El pueblo es soberano, y nunca podrá posicionarse totalmente en contra de la ilusión de unos músicos a pleno rendimiento, a los que no les hace falta ni electricidad ni interacción alguna con el público (tal vez el gran pero de este experimento por otra parte magnífico) para que el jurado haga efectivo su veredicto. Es imposible que todos se vayan a casa satisfechos con la sentencia, pero la presunción de inocencia es algo que en casos como este resulta absolutamente necesario.
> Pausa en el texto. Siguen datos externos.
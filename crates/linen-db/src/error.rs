//! # Database Error Types
//!
//! Error types for database operations.
//!
//! ## Error Flow
//! ```text
//! ┌─────────────────────────────────────────────────────────────────────────┐
//! │                    Error Propagation                                    │
//! │                                                                         │
//! │  SQLite Error (sqlx::Error)        Engine Error (CoreError)            │
//! │       │                                 │                               │
//! │       └──────────────┬──────────────────┘                               │
//! │                      ▼                                                  │
//! │  DbError (this module) ← Adds context and categorization               │
//! │       │                                                                 │
//! │       ▼                                                                 │
//! │  HTTP layer maps kind() → status code + { kind, message } body         │
//! │                                                                         │
//! └─────────────────────────────────────────────────────────────────────────┘
//! ```

use linen_core::{CoreError, ErrorKind};
use thiserror::Error;

/// Database operation errors.
#[derive(Debug, Error)]
pub enum DbError {
    /// Entity not found in database.
    #[error("{entity} not found: {id}")]
    NotFound { entity: String, id: String },

    /// Unique constraint violation.
    ///
    /// ## When This Occurs
    /// - Paper batch id already used
    /// - Duplicate category name
    #[error("Duplicate {field}: '{value}' already exists")]
    UniqueViolation { field: String, value: String },

    /// Foreign key constraint violation.
    ///
    /// ## When This Occurs
    /// - Batch for an unknown client
    /// - Item for an unknown linen category
    #[error("Foreign key violation: {message}")]
    ForeignKeyViolation { message: String },

    /// The batch changed since the caller read it.
    ///
    /// ## When This Occurs
    /// Two operators amend the same batch; the second write carries a
    /// version that is no longer current. Reload and retry.
    #[error("Batch {id} was modified by someone else; reload and try again")]
    StaleBatch { id: String },

    /// Input rejected by the engine (validation, illegal status move).
    #[error(transparent)]
    Core(#[from] CoreError),

    /// Database connection failed.
    #[error("Connection failed: {0}")]
    ConnectionFailed(String),

    /// Migration failed.
    #[error("Migration failed: {0}")]
    MigrationFailed(String),

    /// Query execution failed.
    #[error("Query failed: {0}")]
    QueryFailed(String),

    /// Pool exhausted (all connections in use).
    #[error("Connection pool exhausted")]
    PoolExhausted,

    /// Internal database error.
    #[error("Internal database error: {0}")]
    Internal(String),
}

impl DbError {
    /// Creates a NotFound error for a given entity type and ID.
    pub fn not_found(entity: impl Into<String>, id: impl Into<String>) -> Self {
        DbError::NotFound {
            entity: entity.into(),
            id: id.into(),
        }
    }

    /// Creates a UniqueViolation error.
    pub fn duplicate(field: impl Into<String>, value: impl Into<String>) -> Self {
        DbError::UniqueViolation {
            field: field.into(),
            value: value.into(),
        }
    }

    /// The engine error kind, when this error came from input checks.
    pub fn core_kind(&self) -> Option<ErrorKind> {
        match self {
            DbError::Core(err) => Some(err.kind()),
            _ => None,
        }
    }
}

/// Convert sqlx errors to DbError.
///
/// ## Error Mapping
/// ```text
/// sqlx::Error::RowNotFound    → DbError::NotFound
/// sqlx::Error::Database       → Analyze message for constraint type
/// sqlx::Error::PoolTimedOut   → DbError::PoolExhausted
/// Other                       → DbError::Internal
/// ```
impl From<sqlx::Error> for DbError {
    fn from(err: sqlx::Error) -> Self {
        match err {
            sqlx::Error::RowNotFound => DbError::not_found("Record", "unknown"),

            sqlx::Error::Database(db_err) => {
                let msg = db_err.message();

                // SQLite constraint messages:
                // "UNIQUE constraint failed: <table>.<column>"
                // "FOREIGN KEY constraint failed"
                if let Some(field) = msg.strip_prefix("UNIQUE constraint failed: ") {
                    DbError::duplicate(field, "unknown")
                } else if msg.contains("FOREIGN KEY constraint failed") {
                    DbError::ForeignKeyViolation {
                        message: msg.to_string(),
                    }
                } else {
                    DbError::QueryFailed(msg.to_string())
                }
            }

            sqlx::Error::PoolTimedOut => DbError::PoolExhausted,

            sqlx::Error::PoolClosed => DbError::ConnectionFailed("Pool is closed".to_string()),

            _ => DbError::Internal(err.to_string()),
        }
    }
}

impl From<sqlx::migrate::MigrateError> for DbError {
    fn from(err: sqlx::migrate::MigrateError) -> Self {
        DbError::MigrationFailed(err.to_string())
    }
}

/// Result type for database operations.
pub type DbResult<T> = Result<T, DbError>;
Ese decorado mola más que el que vimos en Madrid. Lo pasé en grande
Estuvo muy bien el concierto, pero lo estropearon tres o cuatro personas, sin respeto alguno, que no pararon de hablar. Una de ellas era el propio Fernando Vacas, que se encargó de presentar el evento; fue él mismo el que gritaba a veces eso de «¡Más canciones!». Curioso. Nosotros estábamos en primera fila. Hacia la mitad de la actuación me levanté y, de cuclillas, le pregunté a Vacas si él había organizado aquello. Me dijo que sí, y que, además, se había dejado dinero en ello. «Entonces, ¿por que estáis jodiendo la actuación?», le pregunté. No contestó. Volví a mi sitio: de nada sirvió mi toque de atención. Tal vez era el peaje a pagar por celebrar aquello allí. Ni idea.
Uno de mis acompañantes me comentó que tal vez aquello estaba preparado. ¿Qué sentido tendría, aunque así fuera? Una pena. Por lo demás, noche para el recuerdo.